Van Doegsburg, el comerciante de Brujas, intervino.
—Vos mismo decís que sufrimos más que nadie en la epidemia…
—Sí. Pero gracias a ello se ha aliviado el número de almas que en los últimos tiempos se habían dirigido hacia ellas, convirtiéndolas en sumideros de miseria y delincuencia. La peste os ha limpiado esos barrios que tanto detestabais y que no dejaban de ser una amenaza para la gente de bien.
—Habláis claro, eminencia —dijo Pazzi.
—Pero con dolor, hermano, con dolor —respondió rápidamente Tayllerand.
—También mata a gente de bien, como vos decís —intervino Doegsburg.
—A vuestros trabajadores, queréis decir. Eso no os supone ningún problema. Si la ciudad ha sufrido pérdida de población, también la ha ganado. Campesinos huidos que buscan trabajo al precio que sea. Vosotros tenéis vacantes que queréis ocupar, y ellos, ocuparlas. ¿Cuál es el problema? Podéis disponer de nuevos trabajadores durante jornadas interminables con un sueldo escaso; sabéis que no se quejarán. Más trabajo y menos sueldo, ganancia asegurada. Ya tenéis el poder económico. Sería absurdo no pensar que vuestro siguiente objetivo será el poder político.
—¿Y dónde quedáis vos? —preguntó Pazzi—. Nos estáis ofreciendo la posibilidad de controlar la epidemia y hacerla desaparecer cuando queramos si la situación nos resulta ventajosa. Tenéis la hierba y el poder que ella genera. Tendríais el mundo a vuestros pies. ¿Por qué nos la ofrecéis tan —hizo una pausa para encontrar la palabra adecuada—… generosamente?

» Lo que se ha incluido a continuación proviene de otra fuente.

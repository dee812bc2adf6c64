// File: mockhub-common/src/models/event.rs

use chrono::{DateTime, Utc};
use serde::{Deserialize, Serialize};
use crate::models::topic::TopicKind;

/// "users/follows" event
#[derive(Debug, Clone, PartialEq, Serialize, Deserialize)]
pub struct FollowEvent {
    pub from_id: String,
    pub from_name: String,
    pub to_id: String,
    pub to_name: String,
    pub followed_at: DateTime<Utc>,
}

/// "streams" event
#[derive(Debug, Clone, PartialEq, Serialize, Deserialize)]
pub struct StreamChangedEvent {
    pub id: String,
    pub user_id: String,
    pub user_name: String,
    pub game_id: String,
    #[serde(default)]
    pub community_ids: Vec<String>,
    #[serde(rename = "type")]
    pub stream_type: String,
    pub title: String,
    pub viewer_count: u64,
    pub started_at: DateTime<Utc>,
    pub language: String,
    pub thumbnail_url: String,
}

/// "users" event
#[derive(Debug, Clone, PartialEq, Serialize, Deserialize)]
pub struct UserChangedEvent {
    pub id: String,
    pub login: String,
    pub display_name: String,
    #[serde(rename = "type")]
    pub user_type: String,
    pub broadcaster_type: String,
    pub description: String,
    pub profile_image_url: String,
    pub offline_image_url: String,
    pub view_count: u64,
}

/// "extensions/transactions" event
#[derive(Debug, Clone, PartialEq, Serialize, Deserialize)]
pub struct ExtensionTransactionEvent {
    pub id: String,
    pub extension_id: String,
    pub timestamp: DateTime<Utc>,
    pub broadcaster_id: String,
    pub broadcaster_name: String,
    pub user_id: String,
    pub user_name: String,
    /// Always `BITS_IN_EXTENSION` upstream.
    pub product_type: String,
    pub product_data: ProductData,
}

#[derive(Debug, Clone, PartialEq, Serialize, Deserialize)]
#[serde(rename_all = "camelCase")]
pub struct ProductData {
    pub domain: String,
    pub broadcast: bool,
    /// Empty for purchasable products.
    pub expiration: String,
    pub sku: String,
    pub cost: CostData,
    pub display_name: String,
    pub in_development: bool,
}

#[derive(Debug, Clone, PartialEq, Serialize, Deserialize)]
pub struct CostData {
    pub amount: u64,
    #[serde(rename = "type")]
    pub cost_type: String,
}

#[derive(Debug, Clone, Copy, PartialEq, Eq, Serialize, Deserialize)]
pub enum ModeratorEventType {
    #[serde(rename = "moderation.moderator.add")]
    ModeratorAdd,
    #[serde(rename = "moderation.moderator.remove")]
    ModeratorRemove,
    #[serde(rename = "moderation.user.ban")]
    BanUser,
    #[serde(rename = "moderation.user.unban")]
    UnbanUser,
}

/// Shared envelope of the moderator and ban feeds.
#[derive(Debug, Clone, PartialEq, Serialize, Deserialize)]
pub struct ModerationEvent {
    /// Unique event id.
    pub id: String,
    pub event_type: ModeratorEventType,
    pub event_timestamp: DateTime<Utc>,
    pub version: String,
    pub event_data: ModeratorEventData,
}

#[derive(Debug, Clone, PartialEq, Serialize, Deserialize)]
pub struct ModeratorEventData {
    pub broadcaster_id: String,
    pub broadcaster_name: String,
    pub user_id: String,
    pub user_name: String,
}

#[derive(Debug, Clone, Copy, PartialEq, Eq, Serialize, Deserialize)]
pub enum SubscriptionEventType {
    #[serde(rename = "subscriptions.subscribe")]
    Subscribe,
    #[serde(rename = "subscriptions.notification")]
    Notification,
    #[serde(rename = "subscriptions.unsubscribe")]
    Unsubscribe,
}

/// "subscriptions/events" event
#[derive(Debug, Clone, PartialEq, Serialize, Deserialize)]
pub struct SubscriptionEvent {
    pub id: String,
    pub event_type: SubscriptionEventType,
    pub event_timestamp: DateTime<Utc>,
    pub version: String,
    pub event_data: SubscriptionEventData,
}

#[derive(Debug, Clone, PartialEq, Serialize, Deserialize)]
pub struct SubscriptionEventData {
    pub broadcaster_id: String,
    pub broadcaster_name: String,
    pub is_gift: bool,
    pub plan_name: String,
    pub tier: String,
    pub user_id: String,
    pub user_name: String,
    #[serde(default, skip_serializing_if = "Option::is_none")]
    pub gifter_id: Option<String>,
    #[serde(default, skip_serializing_if = "Option::is_none")]
    pub gifter_name: Option<String>,
    #[serde(default, skip_serializing_if = "Option::is_none")]
    pub message: Option<String>,
}

/// An event handed to the hub for fan-out. The payload shape is fixed by the kind tag.
///
/// Wire form: `{"type": "stream_changed", "data": {...}}`.
#[derive(Debug, Clone, PartialEq, Serialize, Deserialize)]
#[serde(tag = "type", content = "data", rename_all = "snake_case")]
pub enum WebhookEvent {
    Follows(FollowEvent),
    StreamChanged(StreamChangedEvent),
    UserChanged(UserChangedEvent),
    ExtensionTransaction(ExtensionTransactionEvent),
    ModeratorChange(ModerationEvent),
    BanChange(ModerationEvent),
    SubscriptionEvent(SubscriptionEvent),
}

impl WebhookEvent {
    pub fn kind(&self) -> TopicKind {
        match self {
            WebhookEvent::Follows(_) => TopicKind::Follows,
            WebhookEvent::StreamChanged(_) => TopicKind::StreamChanged,
            WebhookEvent::UserChanged(_) => TopicKind::UserChanged,
            WebhookEvent::ExtensionTransaction(_) => TopicKind::ExtensionTransaction,
            WebhookEvent::ModeratorChange(_) => TopicKind::ModeratorChange,
            WebhookEvent::BanChange(_) => TopicKind::BanChange,
            WebhookEvent::SubscriptionEvent(_) => TopicKind::SubscriptionEvent,
        }
    }

    /// The event's value for a filter dimension, addressed by the dimension's column name.
    /// `None` means the event carries no value for it (e.g. no gifter on a non-gift sub).
    pub fn attribute(&self, column: &str) -> Option<&str> {
        match (self, column) {
            (WebhookEvent::Follows(e), "from_id") => Some(e.from_id.as_str()),
            (WebhookEvent::Follows(e), "to_id") => Some(e.to_id.as_str()),
            (WebhookEvent::StreamChanged(e), "user_id") => Some(e.user_id.as_str()),
            (WebhookEvent::UserChanged(e), "user_id") => Some(e.id.as_str()),
            (WebhookEvent::ExtensionTransaction(e), "extension_id") => Some(e.extension_id.as_str()),
            (WebhookEvent::ModeratorChange(e) | WebhookEvent::BanChange(e), "broadcaster_id") => {
                Some(e.event_data.broadcaster_id.as_str())
            }
            (WebhookEvent::ModeratorChange(e) | WebhookEvent::BanChange(e), "user_id") => {
                Some(e.event_data.user_id.as_str())
            }
            (WebhookEvent::SubscriptionEvent(e), "broadcaster_id") => Some(e.event_data.broadcaster_id.as_str()),
            (WebhookEvent::SubscriptionEvent(e), "user_id") => Some(e.event_data.user_id.as_str()),
            (WebhookEvent::SubscriptionEvent(e), "gifter_id") => e.event_data.gifter_id.as_deref(),
            (WebhookEvent::SubscriptionEvent(e), "gifter_name") => e.event_data.gifter_name.as_deref(),
            _ => None,
        }
    }

    /// The bare payload, without the kind tag.
    pub fn data(&self) -> Result<serde_json::Value, serde_json::Error> {
        match self {
            WebhookEvent::Follows(e) => serde_json::to_value(e),
            WebhookEvent::StreamChanged(e) => serde_json::to_value(e),
            WebhookEvent::UserChanged(e) => serde_json::to_value(e),
            WebhookEvent::ExtensionTransaction(e) => serde_json::to_value(e),
            WebhookEvent::ModeratorChange(e) | WebhookEvent::BanChange(e) => serde_json::to_value(e),
            WebhookEvent::SubscriptionEvent(e) => serde_json::to_value(e),
        }
    }
}
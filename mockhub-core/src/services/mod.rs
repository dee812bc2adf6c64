pub mod validation;
pub mod subscription_service;
pub mod verification;
pub mod delivery;
pub mod event_service;

pub use subscription_service::SubscriptionService;
pub use verification::{PassReport, VerificationOutcome, VerificationService};
pub use delivery::{DeliveryService, RetryPolicy};
pub use event_service::{DeliveryReport, EventService};
use std::sync::Arc;
use axum::{
    Json, Router,
    extract::State,
    response::{IntoResponse, Response},
    routing::post,
};
use bytes::Bytes;
use http::{HeaderMap, StatusCode, header::CONTENT_TYPE};
use serde_json::{json, Map, Value};
use tower::ServiceBuilder;
use tower_http::trace::TraceLayer;
use tracing::{debug, error};

use mockhub_common::models::{HubMode, HubSubscriptionRequest};

use crate::services::validation::MAX_SECRET_BYTES;
use crate::services::SubscriptionService;
use crate::Error;

/// Header whose value is recorded as the subscription's creator.
pub const CLIENT_ID_HEADER: &str = "Client-ID";

/// Shared state for the hub route.
#[derive(Clone)]
pub struct HubApiState {
    pub subscriptions: Arc<SubscriptionService>,
    pub log_errors: bool,
}

/// Error body the hub answers with: `{"status":"error","message":...}`.
pub struct ApiError(pub Error);

impl From<Error> for ApiError {
    fn from(e: Error) -> Self {
        ApiError(e)
    }
}

impl IntoResponse for ApiError {
    fn into_response(self) -> Response {
        let status = StatusCode::from_u16(self.0.status_code()).unwrap_or(StatusCode::INTERNAL_SERVER_ERROR);
        let body = json!({ "status": "error", "message": self.0.to_string() });
        (status, Json(body)).into_response()
    }
}

/// Mounts the subscribe/unsubscribe endpoint at `path`.
pub fn hub_router(path: &str, state: HubApiState) -> Router {
    Router::new()
        .route(path, post(handle_hub_request))
        .with_state(state)
        .layer(ServiceBuilder::new().layer(TraceLayer::new_for_http()))
}

async fn handle_hub_request(
    State(state): State<HubApiState>,
    headers: HeaderMap,
    body: Bytes,
) -> Result<StatusCode, ApiError> {
    let client_id = headers
        .get(CLIENT_ID_HEADER)
        .and_then(|v| v.to_str().ok())
        .filter(|v| !v.is_empty());

    let result = match parse_hub_body(&headers, &body) {
        Ok(request) => state.subscriptions.handle_request(&request, client_id).await,
        Err(e) => Err(e),
    };

    match result {
        Ok(HubMode::Subscribe) => Ok(StatusCode::ACCEPTED),
        Ok(HubMode::Unsubscribe) => Ok(StatusCode::OK),
        Err(e) => {
            if state.log_errors && !e.is_bad_request() {
                error!("Hub request failed: {}", e);
            } else {
                debug!("Hub request rejected: {}", e);
            }
            Err(ApiError(e))
        }
    }
}

/// Parses a JSON or form-encoded body and applies the presence checks.
pub fn parse_hub_body(headers: &HeaderMap, body: &[u8]) -> Result<HubSubscriptionRequest, Error> {
    let is_form = headers
        .get(CONTENT_TYPE)
        .and_then(|v| v.to_str().ok())
        .map(|v| v.starts_with("application/x-www-form-urlencoded"))
        .unwrap_or(false);

    let fields = if is_form {
        form_fields(body)
    } else {
        serde_json::from_slice::<Map<String, Value>>(body)
            .map_err(|e| Error::bad_request(format!("Request body must be a JSON object: {}", e)))?
    };
    request_from_fields(fields)
}

fn form_fields(body: &[u8]) -> Map<String, Value> {
    url::form_urlencoded::parse(body)
        .map(|(key, value)| {
            let value = if key == "hub.lease_seconds" {
                // numbers arrive as text in a form
                serde_json::from_str::<serde_json::Number>(&value)
                    .map(Value::Number)
                    .unwrap_or_else(|_| Value::String(value.into_owned()))
            } else {
                Value::String(value.into_owned())
            };
            (key.into_owned(), value)
        })
        .collect()
}

/// Falsy JSON (missing, null, "", false, 0) counts as absent.
fn is_falsy(value: Option<&Value>) -> bool {
    match value {
        None | Some(Value::Null) | Some(Value::Bool(false)) => true,
        Some(Value::String(s)) => s.is_empty(),
        Some(Value::Number(n)) => n.as_f64() == Some(0.0),
        Some(_) => false,
    }
}

fn required_string(fields: &Map<String, Value>, name: &str) -> Result<String, Error> {
    let value = fields.get(name);
    if is_falsy(value) {
        return Err(Error::bad_request(format!("No {} on request object", name)));
    }
    match value {
        Some(Value::String(s)) => Ok(s.clone()),
        _ if name == "hub.secret" => Err(Error::bad_request(format!(
            "hub.secret must be a string that has a length less than {} bytes.",
            MAX_SECRET_BYTES
        ))),
        _ => Err(Error::bad_request(format!("{} must be a string", name))),
    }
}

fn lease_field(fields: &Map<String, Value>, required: bool) -> Result<Option<i64>, Error> {
    let missing = || Error::bad_request("No hub.lease_seconds on request object");
    match fields.get("hub.lease_seconds") {
        None | Some(Value::Null) => {
            if required {
                Err(missing())
            } else {
                Ok(None)
            }
        }
        Some(Value::Number(n)) => {
            let lease = match n.as_i64() {
                Some(lease) => lease,
                None => {
                    let f = n.as_f64().unwrap_or(f64::NAN);
                    if f.fract() != 0.0 || f.is_nan() {
                        return Err(Error::bad_request("hub.lease_seconds must be an integer"));
                    }
                    // out of i64 range; saturates and fails the range check later
                    f as i64
                }
            };
            if lease == 0 && required {
                return Err(missing());
            }
            Ok(Some(lease))
        }
        Some(_) => Err(Error::bad_request("hub.lease_seconds must be a number")),
    }
}

fn request_from_fields(fields: Map<String, Value>) -> Result<HubSubscriptionRequest, Error> {
    let callback = required_string(&fields, "hub.callback")?;
    let mode = required_string(&fields, "hub.mode")?;
    let topic = required_string(&fields, "hub.topic")?;
    let lease_seconds = lease_field(&fields, mode == "subscribe")?;
    let secret = required_string(&fields, "hub.secret")?;

    Ok(HubSubscriptionRequest { callback, mode, topic, lease_seconds, secret })
}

Van Doegsburg contestó por el cardenal.
—La Iglesia ha encontrado su papel. Ha justificado a la nobleza y ha sido y es su fiel aliada. Del intento de luchar contra el Imperio o, lo que es lo mismo, de asumir el poder temporal, no ha salido muy bien parada. Y ahora que todo cambia, busca una nueva alianza con alguien que sustituya al antiguo poder.
El cardenal miró a sus tres interlocutores.
—La misión de la Iglesia es promover la salvación de las almas, tarea sagrada que nos obliga a buscar la supervivencia al precio que sea, no lo olvidéis. Y en el orden y la tranquilidad, esa labor es más fructífera. Por tanto, la otra misión primordial es que en ese orden, el mensaje de Cristo llegue a todos, germine, si no inmediatamente, sí lo antes posible. En cuanto a los cambios, sabéis que éstos tardan siglos en llegar y, para entonces, nosotros ya habremos rendido cuentas con el Altísimo.
—Y otro Tayllerand discutirá sobre lo que ha de venir —dijo Stolzing.
Pazzi estaba intranquilo.
—¿Cómo podemos saber que no habéis hablado con la nobleza en los mismos términos?
—Cuánta desconfianza. Os doy mi palabra de cardenal de la Iglesia. Sin embargo, recordad que todos conformáis el rebaño y que el buen pastor nunca abandona a una sola de sus ovejas y que ha de sacrificarse por ella, si fuera necesario.
Los burgueses se miraron entre sí.
—¿Y si la supervivencia del pastor y del rebaño dependiese de hacer desaparecer unas cuantas ovejas? —preguntó el florentino.
—Señores —dijo el cardenal abriendo una botella de vino y escanciándolo en unas copas—, dejémonos de acertijos y bebamos por el fin de la epidemia y porque todos prosperemos cuando esto termine.